#### Task brief:
Where a line of the records contains the word "ColumnNotFound", show that line.

[Collected data]
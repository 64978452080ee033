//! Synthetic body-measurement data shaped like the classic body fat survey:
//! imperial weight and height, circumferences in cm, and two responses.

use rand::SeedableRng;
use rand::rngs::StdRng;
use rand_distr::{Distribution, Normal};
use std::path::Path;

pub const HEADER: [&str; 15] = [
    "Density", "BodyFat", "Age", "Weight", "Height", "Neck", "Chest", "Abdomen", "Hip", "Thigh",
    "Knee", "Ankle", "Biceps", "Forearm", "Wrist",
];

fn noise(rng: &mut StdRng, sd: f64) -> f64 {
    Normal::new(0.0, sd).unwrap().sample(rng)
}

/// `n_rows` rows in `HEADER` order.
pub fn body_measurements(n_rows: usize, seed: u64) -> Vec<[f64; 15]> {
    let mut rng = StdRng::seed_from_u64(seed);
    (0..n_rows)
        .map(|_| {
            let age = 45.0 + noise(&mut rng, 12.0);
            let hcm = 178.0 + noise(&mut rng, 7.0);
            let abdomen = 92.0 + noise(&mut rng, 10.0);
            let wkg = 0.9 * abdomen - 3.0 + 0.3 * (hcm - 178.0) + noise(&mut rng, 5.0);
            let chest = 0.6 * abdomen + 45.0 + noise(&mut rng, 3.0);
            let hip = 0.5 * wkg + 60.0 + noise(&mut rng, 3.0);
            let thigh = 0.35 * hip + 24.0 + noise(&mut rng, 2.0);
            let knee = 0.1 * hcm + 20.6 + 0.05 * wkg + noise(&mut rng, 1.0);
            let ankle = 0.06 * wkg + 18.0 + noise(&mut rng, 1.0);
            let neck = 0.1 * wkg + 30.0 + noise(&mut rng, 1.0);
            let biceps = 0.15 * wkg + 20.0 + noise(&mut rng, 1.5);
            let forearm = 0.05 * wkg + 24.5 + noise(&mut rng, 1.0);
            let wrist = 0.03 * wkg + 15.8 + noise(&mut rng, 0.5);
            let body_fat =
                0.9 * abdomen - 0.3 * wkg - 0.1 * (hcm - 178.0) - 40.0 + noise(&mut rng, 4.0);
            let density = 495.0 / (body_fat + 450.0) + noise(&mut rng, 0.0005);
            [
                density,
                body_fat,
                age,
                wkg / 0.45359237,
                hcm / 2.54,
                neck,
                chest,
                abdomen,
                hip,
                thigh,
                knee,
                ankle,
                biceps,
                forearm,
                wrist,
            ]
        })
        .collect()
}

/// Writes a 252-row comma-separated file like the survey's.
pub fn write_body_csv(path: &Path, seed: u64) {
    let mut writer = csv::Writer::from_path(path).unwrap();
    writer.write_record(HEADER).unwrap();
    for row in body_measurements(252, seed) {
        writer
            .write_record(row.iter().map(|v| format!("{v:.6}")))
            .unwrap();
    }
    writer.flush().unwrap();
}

* * *

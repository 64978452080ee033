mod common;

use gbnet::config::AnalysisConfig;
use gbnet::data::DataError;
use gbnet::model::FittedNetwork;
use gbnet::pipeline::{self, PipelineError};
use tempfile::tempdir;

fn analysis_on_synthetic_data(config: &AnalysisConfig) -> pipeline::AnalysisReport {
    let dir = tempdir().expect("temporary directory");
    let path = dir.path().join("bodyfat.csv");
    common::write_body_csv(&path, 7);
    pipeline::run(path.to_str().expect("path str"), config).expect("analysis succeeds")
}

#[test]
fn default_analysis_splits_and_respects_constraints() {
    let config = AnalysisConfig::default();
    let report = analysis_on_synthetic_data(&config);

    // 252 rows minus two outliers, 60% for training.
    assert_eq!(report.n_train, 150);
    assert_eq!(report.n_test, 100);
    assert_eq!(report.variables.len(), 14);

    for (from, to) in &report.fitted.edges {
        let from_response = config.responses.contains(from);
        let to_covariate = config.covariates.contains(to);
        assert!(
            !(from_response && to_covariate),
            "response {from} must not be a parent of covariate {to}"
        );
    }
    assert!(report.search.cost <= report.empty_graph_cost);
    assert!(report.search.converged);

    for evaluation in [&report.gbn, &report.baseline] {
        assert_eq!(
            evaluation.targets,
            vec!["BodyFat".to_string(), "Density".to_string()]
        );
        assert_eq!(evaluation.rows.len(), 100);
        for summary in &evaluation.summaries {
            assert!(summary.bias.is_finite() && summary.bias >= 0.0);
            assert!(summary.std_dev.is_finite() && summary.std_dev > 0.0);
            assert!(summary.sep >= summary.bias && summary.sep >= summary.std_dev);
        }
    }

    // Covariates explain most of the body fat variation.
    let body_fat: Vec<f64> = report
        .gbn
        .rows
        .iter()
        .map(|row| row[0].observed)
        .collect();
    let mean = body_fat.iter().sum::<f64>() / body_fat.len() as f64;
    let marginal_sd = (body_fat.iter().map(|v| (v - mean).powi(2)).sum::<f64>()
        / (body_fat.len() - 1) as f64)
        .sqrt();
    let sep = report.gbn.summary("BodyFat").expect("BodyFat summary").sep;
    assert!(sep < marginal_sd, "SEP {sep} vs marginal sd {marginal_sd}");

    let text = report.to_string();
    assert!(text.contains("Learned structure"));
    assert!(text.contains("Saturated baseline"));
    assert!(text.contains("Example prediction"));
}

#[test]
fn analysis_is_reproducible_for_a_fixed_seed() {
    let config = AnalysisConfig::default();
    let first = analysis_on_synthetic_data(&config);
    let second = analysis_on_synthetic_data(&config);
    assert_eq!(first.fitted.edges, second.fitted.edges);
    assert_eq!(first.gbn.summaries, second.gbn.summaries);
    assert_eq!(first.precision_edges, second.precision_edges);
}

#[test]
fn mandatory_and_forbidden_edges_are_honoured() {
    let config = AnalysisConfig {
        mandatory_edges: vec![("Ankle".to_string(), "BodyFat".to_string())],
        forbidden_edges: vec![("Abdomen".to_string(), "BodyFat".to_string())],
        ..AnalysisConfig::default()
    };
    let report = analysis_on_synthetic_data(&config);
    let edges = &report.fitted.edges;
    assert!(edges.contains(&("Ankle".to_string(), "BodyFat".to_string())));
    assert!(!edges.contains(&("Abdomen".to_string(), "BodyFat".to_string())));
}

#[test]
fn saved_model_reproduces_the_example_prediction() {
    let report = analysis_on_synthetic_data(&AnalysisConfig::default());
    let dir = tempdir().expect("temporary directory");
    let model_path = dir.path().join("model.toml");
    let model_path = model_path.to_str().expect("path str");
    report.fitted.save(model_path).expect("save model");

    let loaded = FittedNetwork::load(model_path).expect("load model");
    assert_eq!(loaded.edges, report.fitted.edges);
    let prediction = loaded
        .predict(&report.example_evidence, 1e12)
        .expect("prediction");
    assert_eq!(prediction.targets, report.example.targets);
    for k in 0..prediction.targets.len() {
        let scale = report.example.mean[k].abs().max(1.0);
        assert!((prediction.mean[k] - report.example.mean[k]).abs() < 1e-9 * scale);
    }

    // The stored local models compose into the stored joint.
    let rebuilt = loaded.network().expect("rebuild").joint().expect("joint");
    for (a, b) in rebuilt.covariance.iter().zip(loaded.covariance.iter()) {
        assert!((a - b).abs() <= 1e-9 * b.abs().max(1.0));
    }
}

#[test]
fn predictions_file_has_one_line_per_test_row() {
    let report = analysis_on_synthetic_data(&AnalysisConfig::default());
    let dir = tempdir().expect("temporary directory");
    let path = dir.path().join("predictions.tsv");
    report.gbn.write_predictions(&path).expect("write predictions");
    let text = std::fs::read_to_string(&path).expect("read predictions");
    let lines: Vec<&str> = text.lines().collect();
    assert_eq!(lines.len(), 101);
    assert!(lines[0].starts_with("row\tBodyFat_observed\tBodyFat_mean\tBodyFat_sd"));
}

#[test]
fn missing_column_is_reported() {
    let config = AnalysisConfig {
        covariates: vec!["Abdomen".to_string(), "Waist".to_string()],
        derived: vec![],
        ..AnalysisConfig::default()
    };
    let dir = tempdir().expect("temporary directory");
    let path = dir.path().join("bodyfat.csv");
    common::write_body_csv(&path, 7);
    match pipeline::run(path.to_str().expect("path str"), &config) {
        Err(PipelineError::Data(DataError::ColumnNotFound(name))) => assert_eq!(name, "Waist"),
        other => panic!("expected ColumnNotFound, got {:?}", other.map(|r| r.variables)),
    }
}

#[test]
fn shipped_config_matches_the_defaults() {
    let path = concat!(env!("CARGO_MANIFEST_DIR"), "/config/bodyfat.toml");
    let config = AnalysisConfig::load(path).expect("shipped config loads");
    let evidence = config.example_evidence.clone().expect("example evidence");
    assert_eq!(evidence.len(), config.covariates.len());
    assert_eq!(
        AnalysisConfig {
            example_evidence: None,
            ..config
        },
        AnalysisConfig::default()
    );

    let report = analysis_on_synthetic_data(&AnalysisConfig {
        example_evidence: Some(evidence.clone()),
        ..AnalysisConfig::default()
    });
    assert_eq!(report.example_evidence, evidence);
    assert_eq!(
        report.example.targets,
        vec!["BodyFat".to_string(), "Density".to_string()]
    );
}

#### Written response:
        Err(PipelineError::Data(DataError::ColumnNotFound(name))) => assert_eq!(name, "Waist"),
        other => panic!("expected ColumnNotFound, got {:?}", other.map(|r| r.variables)),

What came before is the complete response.